Metadata-Version: 2.1
Name: watergrid
Version: 1.1.1
Summary: Lightweight framework for building ETL pipelines.
Home-page: https://github.com/ARMmaster17/watergrid-python
Author: Joshua Zenn
Author-email: wordman05@gmail.com
License: MIT License
Keywords: etl
Platform: UNKNOWN
Classifier: Programming Language :: Python :: 3
Classifier: License :: OSI Approved :: MIT License
Classifier: Operating System :: OS Independent
Requires-Python: >=3.6
Description-Content-Type: text/markdown
Provides-Extra: lock-redis
Provides-Extra: metrics-elasticsearch
License-File: LICENSE

# WaterGrid-Python
[![WaterGrid Tests](https://github.com/ARMmaster17/watergrid-python/actions/workflows/ci.yml/badge.svg?branch=main)](https://github.com/ARMmaster17/watergrid-python/actions/workflows/ci.yml)
[![Maintainability](https://api.codeclimate.com/v1/badges/5ecd1367c30a9a8a5c59/maintainability)](https://codeclimate.com/github/ARMmaster17/watergrid-python/maintainability)
[![Test Coverage](https://api.codeclimate.com/v1/badges/5ecd1367c30a9a8a5c59/test_coverage)](https://codeclimate.com/github/ARMmaster17/watergrid-python/test_coverage)
![PyPI](https://img.shields.io/pypi/v/watergrid)
![License](https://img.shields.io/badge/license-MIT-blue.svg)

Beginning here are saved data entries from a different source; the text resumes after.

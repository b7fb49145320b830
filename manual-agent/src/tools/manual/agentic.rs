//! LLM-assisted retrieval over a [`ManualIndex`].
//!
//! A search first asks the model to rewrite the question into a short keyword query, runs it
//! against the inner index and keeps the hits. When fewer than [`MIN_RELEVANT_HITS`] survive
//! and the query was rewritten, the original question is searched again with a wider
//! [`RETRY_TOP_K`] and the model judges each hit. Model failures never fail the search: a
//! failed rewrite keeps the question, a failed judgement keeps the hit.

use std::sync::Arc;

use async_trait::async_trait;
use tracing::{debug, warn};

use crate::llm::LlmClient;
use crate::message::Message;
use crate::tool_source::ToolSourceError;

use super::index::{ManualHit, ManualIndex};

/// Below this many relevant hits the original question is searched again.
pub const MIN_RELEVANT_HITS: usize = 2;

/// Hits fetched by the retry with the original question.
pub const RETRY_TOP_K: usize = 8;

/// Up to this many hits are trusted as ranked; larger sets are judged by the model.
pub const TRUSTED_HITS: usize = 5;

/// Most hits sent to the model for judgement.
const MAX_JUDGED: usize = 10;

/// Excerpt length (chars) shown to the model when judging a hit.
const EXCERPT_CHARS: usize = 500;

const PREAMBLES: [&str; 4] = [
    "here's a reformulated query:",
    "here is the reformulated query:",
    "reformulated query:",
    "reformulated:",
];

fn rewrite_prompt(domain: &str, question: &str) -> String {
    format!(
        "Rewrite this question as a search query for the {domain} Owner's Manual.\n\n\
         Rules:\n\
         1. Reply with the query text only, no explanation.\n\
         2. Leave out the vehicle make and model; every page is about it already.\n\
         3. Keep component and feature names and the attributes asked about.\n\
         4. Drop conversational words such as \"what\", \"how\" and \"please\".\n\
         5. Use at most 10 words.\n\n\
         Examples:\n\
         - \"What is fuse 33 for?\" -> \"fuse 33 purpose amperage\"\n\
         - \"How do I reset the oil light?\" -> \"oil change indicator reset procedure\"\n\
         - \"Where is the spare tire?\" -> \"spare tire location access\"\n\n\
         Question: \"{question}\"\n\
         Query:"
    )
}

fn judge_prompt(question: &str, excerpt: &str) -> String {
    format!(
        "Is this manual excerpt relevant to the question?\n\n\
         Question: \"{question}\"\n\n\
         Excerpt: \"{excerpt}\"\n\n\
         Answer only YES or NO:"
    )
}

/// Trims the model's rewrite, drops a leading "reformulated query:"-style preamble and
/// surrounding quotes. Returns `None` when nothing is left.
pub fn clean_rewrite(raw: &str) -> Option<String> {
    let trimmed = raw.trim();
    let text = PREAMBLES
        .iter()
        .find(|p| {
            trimmed
                .get(..p.len())
                .map_or(false, |head| head.eq_ignore_ascii_case(p))
        })
        .map_or(trimmed, |p| trimmed[p.len()..].trim());
    let text = text.trim_matches(|c: char| c == '"' || c == '\'').trim();
    (!text.is_empty()).then(|| text.to_string())
}

/// Retrieval layer that lets a model rewrite queries and filter hits.
///
/// **Interaction**: Implements `ManualIndex` over another `ManualIndex` (usually
/// `VectorManualIndex`); `SearchManualTool` uses it like any index.
pub struct AgenticManualIndex {
    inner: Arc<dyn ManualIndex>,
    llm: Arc<dyn LlmClient>,
    domain: String,
}

impl AgenticManualIndex {
    pub fn new(
        inner: Arc<dyn ManualIndex>,
        llm: Arc<dyn LlmClient>,
        domain: impl Into<String>,
    ) -> Self {
        Self {
            inner,
            llm,
            domain: domain.into(),
        }
    }

    async fn ask(&self, prompt: String) -> Option<String> {
        match self.llm.invoke(&[Message::user(prompt)]).await {
            Ok(response) => Some(response.content),
            Err(e) => {
                warn!(error = %e, "retrieval model call failed");
                None
            }
        }
    }

    /// Keyword query for `question`, or the question itself when the model gives nothing usable.
    pub async fn rewrite(&self, question: &str) -> String {
        self.ask(rewrite_prompt(&self.domain, question))
            .await
            .and_then(|raw| clean_rewrite(&raw))
            .unwrap_or_else(|| question.to_string())
    }

    /// Hits the model considers relevant to `question`, at most [`TRUSTED_HITS`].
    pub async fn judge(&self, question: &str, hits: Vec<ManualHit>) -> Vec<ManualHit> {
        if hits.len() <= TRUSTED_HITS {
            return hits;
        }
        let mut relevant = Vec::new();
        for hit in hits.into_iter().take(MAX_JUDGED) {
            let excerpt: String = hit.text.chars().take(EXCERPT_CHARS).collect();
            let keep = match self.ask(judge_prompt(question, &excerpt)).await {
                Some(answer) => answer.to_lowercase().contains("yes"),
                None => true,
            };
            if keep {
                relevant.push(hit);
            }
        }
        relevant.truncate(TRUSTED_HITS);
        relevant
    }
}

#[async_trait]
impl ManualIndex for AgenticManualIndex {
    async fn search(&self, query: &str, k: usize) -> Result<Vec<ManualHit>, ToolSourceError> {
        let rewritten = self.rewrite(query).await;
        if rewritten != query {
            debug!(query, rewritten = %rewritten, "query rewritten");
        }

        let hits = self.inner.search(&rewritten, k).await?;
        let mut relevant = self.judge(query, hits).await;
        debug!(relevant = relevant.len(), "first retrieval pass");

        if relevant.len() < MIN_RELEVANT_HITS && rewritten != query {
            let hits = self.inner.search(query, RETRY_TOP_K).await?;
            relevant = self.judge(query, hits).await;
            debug!(relevant = relevant.len(), "retry with original question");
        }
        Ok(relevant)
    }
}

Watergrid is a lightweight, distributed framework for data stream processing.

## Why Watergrid

- Watergrid lets developers write their ETL pipelines as applications, not 
scripts or jobs. This lets you re-use your existing CI/CD infrastructure and
deployment practices.
- Watergrid encourages you to write your ETL operations as modular "steps",
making it easy to isolate and test atomic parts of your pipelines.
- Watergrid lets you scale up to multi-node clusters by changing only a few
lines of Python code.
- Watergrid is minimalistic, and easy to use.
- Watergrid does not depend on complicated software setups that execute jobs.
Everything is self-contained in the library itself.
- Watergrid lets you use your existing Redis infrastructure for distributed
jobs instead of a proprietary data storage/transmission solution.
- Watergrid includes an API for interfacing with an APM of your choice out of
the box.

## Getting Started

Creating an ETL pipeline with Watergrid is very easy.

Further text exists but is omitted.